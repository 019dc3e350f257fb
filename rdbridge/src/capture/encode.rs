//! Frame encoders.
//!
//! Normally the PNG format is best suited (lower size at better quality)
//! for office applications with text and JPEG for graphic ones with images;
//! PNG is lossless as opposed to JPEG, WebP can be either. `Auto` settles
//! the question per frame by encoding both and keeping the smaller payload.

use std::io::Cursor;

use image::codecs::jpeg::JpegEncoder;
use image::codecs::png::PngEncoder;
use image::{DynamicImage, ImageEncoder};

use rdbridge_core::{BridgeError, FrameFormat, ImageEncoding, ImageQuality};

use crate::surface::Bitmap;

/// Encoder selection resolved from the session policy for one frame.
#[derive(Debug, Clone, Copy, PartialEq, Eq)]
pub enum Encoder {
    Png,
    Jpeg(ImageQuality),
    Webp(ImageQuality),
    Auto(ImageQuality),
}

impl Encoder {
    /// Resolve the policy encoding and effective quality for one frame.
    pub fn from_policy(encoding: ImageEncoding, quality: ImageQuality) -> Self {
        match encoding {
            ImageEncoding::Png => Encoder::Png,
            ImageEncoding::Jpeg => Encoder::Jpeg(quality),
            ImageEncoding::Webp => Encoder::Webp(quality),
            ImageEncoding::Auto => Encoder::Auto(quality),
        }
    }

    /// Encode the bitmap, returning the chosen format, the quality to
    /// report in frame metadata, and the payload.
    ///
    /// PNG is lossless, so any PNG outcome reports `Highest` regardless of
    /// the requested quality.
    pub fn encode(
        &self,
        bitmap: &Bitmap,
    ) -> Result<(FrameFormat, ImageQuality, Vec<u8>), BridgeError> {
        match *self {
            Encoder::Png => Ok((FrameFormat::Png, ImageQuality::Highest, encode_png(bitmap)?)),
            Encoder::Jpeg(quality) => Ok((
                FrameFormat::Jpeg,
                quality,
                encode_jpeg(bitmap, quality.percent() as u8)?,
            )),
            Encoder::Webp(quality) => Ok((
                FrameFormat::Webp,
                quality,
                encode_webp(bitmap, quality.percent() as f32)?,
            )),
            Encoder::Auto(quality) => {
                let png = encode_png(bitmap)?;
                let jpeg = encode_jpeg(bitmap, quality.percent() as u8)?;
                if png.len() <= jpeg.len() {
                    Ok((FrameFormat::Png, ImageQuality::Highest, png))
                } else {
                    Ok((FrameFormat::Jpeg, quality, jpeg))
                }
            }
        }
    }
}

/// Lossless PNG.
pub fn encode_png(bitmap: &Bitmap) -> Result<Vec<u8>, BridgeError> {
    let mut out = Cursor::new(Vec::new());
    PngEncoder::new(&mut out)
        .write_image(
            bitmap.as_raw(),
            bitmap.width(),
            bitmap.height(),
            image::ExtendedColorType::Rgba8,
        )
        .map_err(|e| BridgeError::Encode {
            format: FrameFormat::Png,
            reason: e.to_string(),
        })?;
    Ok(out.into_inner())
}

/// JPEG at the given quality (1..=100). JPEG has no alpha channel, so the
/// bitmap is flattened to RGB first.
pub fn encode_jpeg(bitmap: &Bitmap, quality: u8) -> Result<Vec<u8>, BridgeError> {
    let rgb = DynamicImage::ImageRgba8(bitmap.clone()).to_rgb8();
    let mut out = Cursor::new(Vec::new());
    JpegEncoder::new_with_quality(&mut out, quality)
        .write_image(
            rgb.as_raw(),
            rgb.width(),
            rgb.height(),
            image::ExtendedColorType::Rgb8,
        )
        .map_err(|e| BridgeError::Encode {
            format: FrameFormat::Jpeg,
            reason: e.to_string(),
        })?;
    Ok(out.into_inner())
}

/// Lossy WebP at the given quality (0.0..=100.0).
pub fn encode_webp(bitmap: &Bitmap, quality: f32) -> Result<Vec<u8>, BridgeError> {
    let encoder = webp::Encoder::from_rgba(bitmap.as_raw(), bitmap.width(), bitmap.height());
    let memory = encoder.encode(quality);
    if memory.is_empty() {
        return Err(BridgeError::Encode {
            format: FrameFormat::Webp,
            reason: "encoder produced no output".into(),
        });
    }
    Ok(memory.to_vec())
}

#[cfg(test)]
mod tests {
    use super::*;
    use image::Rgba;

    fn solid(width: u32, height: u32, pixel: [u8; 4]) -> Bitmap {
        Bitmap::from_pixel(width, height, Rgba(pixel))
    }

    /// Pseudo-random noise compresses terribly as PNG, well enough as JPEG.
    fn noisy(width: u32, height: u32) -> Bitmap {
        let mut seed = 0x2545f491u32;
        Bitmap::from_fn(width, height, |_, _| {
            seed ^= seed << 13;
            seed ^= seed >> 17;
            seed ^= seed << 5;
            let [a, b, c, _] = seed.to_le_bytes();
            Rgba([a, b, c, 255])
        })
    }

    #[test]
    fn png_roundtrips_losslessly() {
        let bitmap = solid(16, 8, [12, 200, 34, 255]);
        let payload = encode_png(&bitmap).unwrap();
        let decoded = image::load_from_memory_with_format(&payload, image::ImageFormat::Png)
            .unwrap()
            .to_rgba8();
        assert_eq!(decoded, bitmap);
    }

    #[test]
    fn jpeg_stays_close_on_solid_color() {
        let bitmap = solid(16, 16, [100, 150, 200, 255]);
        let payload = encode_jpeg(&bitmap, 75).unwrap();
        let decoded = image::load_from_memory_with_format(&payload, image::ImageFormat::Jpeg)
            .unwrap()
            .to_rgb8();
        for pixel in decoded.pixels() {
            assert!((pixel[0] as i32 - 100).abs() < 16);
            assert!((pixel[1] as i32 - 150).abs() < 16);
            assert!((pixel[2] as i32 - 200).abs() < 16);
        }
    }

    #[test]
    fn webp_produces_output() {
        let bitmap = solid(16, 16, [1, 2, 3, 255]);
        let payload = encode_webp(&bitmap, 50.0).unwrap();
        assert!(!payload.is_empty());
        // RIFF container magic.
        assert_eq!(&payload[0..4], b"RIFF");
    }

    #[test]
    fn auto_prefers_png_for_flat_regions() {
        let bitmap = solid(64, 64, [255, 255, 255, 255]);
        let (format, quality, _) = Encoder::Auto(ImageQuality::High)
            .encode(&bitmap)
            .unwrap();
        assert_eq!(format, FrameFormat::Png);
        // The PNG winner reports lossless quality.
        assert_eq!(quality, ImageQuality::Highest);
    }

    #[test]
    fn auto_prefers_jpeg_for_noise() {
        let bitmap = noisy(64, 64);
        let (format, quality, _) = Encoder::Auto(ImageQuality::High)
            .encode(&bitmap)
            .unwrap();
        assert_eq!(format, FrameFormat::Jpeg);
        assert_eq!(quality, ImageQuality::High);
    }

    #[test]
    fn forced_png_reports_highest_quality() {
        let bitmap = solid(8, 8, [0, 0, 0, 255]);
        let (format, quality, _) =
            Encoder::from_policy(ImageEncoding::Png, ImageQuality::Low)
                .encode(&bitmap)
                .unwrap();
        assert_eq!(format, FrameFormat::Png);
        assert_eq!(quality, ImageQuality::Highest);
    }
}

==============================

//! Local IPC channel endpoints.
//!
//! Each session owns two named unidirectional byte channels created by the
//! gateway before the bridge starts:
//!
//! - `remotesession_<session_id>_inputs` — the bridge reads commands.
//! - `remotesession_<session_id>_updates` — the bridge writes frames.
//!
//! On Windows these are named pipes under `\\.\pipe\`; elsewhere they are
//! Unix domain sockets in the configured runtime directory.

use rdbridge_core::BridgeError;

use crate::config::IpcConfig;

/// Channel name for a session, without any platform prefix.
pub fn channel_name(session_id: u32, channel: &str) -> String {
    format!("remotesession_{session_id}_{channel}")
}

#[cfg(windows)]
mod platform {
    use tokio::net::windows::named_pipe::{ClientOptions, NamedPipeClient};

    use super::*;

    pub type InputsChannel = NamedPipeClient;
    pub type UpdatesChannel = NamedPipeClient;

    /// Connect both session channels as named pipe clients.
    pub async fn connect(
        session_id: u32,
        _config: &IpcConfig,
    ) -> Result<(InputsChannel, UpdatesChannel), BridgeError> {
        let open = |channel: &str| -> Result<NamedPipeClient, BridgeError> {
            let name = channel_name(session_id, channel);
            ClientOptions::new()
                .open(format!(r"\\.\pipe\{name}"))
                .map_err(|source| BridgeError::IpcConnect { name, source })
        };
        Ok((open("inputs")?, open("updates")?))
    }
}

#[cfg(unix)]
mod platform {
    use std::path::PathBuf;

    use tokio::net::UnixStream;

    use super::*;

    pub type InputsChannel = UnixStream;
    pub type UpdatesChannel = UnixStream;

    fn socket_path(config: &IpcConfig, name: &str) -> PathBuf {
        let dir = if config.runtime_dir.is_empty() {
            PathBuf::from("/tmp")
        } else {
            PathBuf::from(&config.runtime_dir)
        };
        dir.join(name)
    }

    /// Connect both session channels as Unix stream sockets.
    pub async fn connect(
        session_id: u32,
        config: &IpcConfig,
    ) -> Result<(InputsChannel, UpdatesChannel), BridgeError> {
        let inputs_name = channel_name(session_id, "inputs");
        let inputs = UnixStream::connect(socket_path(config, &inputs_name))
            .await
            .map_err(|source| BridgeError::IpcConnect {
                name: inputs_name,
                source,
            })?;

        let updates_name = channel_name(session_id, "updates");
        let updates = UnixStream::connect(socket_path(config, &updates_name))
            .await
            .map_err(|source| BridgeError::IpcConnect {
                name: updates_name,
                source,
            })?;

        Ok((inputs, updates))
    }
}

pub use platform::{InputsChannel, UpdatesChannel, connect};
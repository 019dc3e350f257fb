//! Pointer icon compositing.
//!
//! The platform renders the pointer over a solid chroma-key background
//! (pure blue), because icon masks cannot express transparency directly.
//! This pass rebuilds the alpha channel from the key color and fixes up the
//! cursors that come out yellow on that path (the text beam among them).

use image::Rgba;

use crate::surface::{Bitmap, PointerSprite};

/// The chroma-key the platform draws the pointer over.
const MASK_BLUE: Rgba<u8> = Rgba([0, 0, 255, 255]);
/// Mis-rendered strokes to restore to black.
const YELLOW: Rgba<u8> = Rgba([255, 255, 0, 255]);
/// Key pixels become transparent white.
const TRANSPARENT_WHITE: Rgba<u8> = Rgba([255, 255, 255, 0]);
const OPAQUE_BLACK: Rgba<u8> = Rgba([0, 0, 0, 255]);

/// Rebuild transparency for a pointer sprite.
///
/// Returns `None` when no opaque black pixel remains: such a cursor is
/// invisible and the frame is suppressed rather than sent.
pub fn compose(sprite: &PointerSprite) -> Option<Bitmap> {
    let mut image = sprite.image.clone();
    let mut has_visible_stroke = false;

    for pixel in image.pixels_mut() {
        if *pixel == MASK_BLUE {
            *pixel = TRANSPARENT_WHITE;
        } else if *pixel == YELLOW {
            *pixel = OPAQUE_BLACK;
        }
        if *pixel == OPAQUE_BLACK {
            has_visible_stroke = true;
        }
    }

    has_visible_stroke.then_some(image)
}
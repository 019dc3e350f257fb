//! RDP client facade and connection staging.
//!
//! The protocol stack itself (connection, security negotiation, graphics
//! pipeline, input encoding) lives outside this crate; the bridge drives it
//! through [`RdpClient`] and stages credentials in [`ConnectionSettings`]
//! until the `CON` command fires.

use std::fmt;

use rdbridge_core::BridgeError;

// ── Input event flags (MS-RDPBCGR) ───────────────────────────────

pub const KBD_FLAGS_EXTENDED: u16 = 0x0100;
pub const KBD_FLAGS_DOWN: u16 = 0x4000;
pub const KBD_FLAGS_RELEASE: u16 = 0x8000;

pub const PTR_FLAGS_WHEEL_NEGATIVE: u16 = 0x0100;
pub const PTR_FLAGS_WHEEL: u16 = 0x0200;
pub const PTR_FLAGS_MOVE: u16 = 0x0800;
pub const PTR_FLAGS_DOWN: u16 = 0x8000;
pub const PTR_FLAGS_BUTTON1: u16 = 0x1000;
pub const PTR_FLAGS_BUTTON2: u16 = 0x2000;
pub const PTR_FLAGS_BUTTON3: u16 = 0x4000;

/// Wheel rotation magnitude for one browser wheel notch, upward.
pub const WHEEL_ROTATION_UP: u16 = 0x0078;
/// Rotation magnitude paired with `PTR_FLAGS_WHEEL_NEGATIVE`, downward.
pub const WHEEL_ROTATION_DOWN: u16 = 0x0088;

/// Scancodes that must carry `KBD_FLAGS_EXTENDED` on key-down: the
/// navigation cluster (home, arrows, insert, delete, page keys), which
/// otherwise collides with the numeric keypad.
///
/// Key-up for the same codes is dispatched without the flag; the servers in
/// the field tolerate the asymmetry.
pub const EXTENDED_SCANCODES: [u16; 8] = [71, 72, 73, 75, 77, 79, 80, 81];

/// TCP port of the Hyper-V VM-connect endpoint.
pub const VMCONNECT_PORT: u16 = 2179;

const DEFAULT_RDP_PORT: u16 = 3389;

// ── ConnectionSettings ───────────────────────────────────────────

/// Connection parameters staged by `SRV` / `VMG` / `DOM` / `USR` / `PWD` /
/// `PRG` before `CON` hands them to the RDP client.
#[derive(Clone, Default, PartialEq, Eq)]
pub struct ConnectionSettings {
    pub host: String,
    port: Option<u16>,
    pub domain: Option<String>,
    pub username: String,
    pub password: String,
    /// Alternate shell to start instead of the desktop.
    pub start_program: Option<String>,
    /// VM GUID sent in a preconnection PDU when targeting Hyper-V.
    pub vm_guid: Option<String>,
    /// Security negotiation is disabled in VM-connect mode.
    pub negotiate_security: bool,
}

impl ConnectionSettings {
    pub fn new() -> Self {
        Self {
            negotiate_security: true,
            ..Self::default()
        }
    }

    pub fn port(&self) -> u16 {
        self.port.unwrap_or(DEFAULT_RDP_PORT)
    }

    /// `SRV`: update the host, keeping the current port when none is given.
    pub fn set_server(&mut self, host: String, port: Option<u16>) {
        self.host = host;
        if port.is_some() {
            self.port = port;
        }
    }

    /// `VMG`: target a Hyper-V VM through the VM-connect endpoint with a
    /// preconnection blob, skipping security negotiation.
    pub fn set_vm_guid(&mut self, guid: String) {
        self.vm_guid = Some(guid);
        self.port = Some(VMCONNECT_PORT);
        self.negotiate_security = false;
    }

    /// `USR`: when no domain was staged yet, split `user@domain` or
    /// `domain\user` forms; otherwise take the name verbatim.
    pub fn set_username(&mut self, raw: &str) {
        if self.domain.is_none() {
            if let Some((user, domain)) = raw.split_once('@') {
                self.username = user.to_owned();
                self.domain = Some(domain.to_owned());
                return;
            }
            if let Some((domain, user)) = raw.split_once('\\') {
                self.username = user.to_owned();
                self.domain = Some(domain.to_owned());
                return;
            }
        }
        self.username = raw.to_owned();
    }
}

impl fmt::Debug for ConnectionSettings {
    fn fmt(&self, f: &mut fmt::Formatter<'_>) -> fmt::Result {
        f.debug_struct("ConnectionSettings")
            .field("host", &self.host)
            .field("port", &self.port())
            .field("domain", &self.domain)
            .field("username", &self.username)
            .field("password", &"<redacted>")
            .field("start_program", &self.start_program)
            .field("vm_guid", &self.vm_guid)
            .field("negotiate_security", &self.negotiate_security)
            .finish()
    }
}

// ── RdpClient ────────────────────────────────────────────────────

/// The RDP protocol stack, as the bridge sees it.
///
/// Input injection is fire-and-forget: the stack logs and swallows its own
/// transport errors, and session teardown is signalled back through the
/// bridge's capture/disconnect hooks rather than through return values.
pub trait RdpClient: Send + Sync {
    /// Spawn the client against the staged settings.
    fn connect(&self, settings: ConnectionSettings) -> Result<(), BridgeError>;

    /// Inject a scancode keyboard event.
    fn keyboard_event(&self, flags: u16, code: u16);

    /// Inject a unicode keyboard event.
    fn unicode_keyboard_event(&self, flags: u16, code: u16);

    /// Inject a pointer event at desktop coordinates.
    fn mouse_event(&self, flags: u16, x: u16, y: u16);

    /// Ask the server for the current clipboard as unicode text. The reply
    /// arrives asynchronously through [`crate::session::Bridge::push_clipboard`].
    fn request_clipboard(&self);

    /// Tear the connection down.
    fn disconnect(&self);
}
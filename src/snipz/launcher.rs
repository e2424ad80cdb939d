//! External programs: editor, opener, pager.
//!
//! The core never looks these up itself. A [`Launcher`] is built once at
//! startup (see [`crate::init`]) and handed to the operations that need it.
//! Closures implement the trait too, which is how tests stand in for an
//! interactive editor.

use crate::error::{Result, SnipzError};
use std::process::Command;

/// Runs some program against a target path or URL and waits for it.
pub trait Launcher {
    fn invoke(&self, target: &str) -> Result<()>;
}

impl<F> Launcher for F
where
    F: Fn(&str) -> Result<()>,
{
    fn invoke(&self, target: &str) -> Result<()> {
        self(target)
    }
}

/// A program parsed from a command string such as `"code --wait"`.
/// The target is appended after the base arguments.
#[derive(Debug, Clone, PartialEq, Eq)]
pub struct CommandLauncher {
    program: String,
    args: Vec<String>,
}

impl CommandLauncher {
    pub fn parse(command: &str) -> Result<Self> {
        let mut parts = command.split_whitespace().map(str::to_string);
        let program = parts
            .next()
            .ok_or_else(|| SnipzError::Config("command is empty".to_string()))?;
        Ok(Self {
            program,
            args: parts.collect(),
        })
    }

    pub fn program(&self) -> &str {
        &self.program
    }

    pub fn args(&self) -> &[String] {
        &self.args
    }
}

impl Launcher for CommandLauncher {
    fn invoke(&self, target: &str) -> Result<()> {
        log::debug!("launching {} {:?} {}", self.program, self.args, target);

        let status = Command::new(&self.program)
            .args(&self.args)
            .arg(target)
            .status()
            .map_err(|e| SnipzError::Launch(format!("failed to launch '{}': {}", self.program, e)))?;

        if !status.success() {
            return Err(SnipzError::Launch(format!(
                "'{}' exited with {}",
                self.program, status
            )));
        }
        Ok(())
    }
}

==============================

* _EXERCISE BRIEF_
Only one stretch of the entries above is wanted: the lines from the one containing "#[cfg(test)]" through the one containing "let mut seed = 0x2545f491u32;". Please reproduce it exactly.

* _WRITTEN RESPONSE_
#[cfg(test)]
mod tests {
    use super::*;
    use image::Rgba;

    fn solid(width: u32, height: u32, pixel: [u8; 4]) -> Bitmap {
        Bitmap::from_pixel(width, height, Rgba(pixel))
    }

    /// Pseudo-random noise compresses terribly as PNG, well enough as JPEG.
    fn noisy(width: u32, height: u32) -> Bitmap {
        let mut seed = 0x2545f491u32;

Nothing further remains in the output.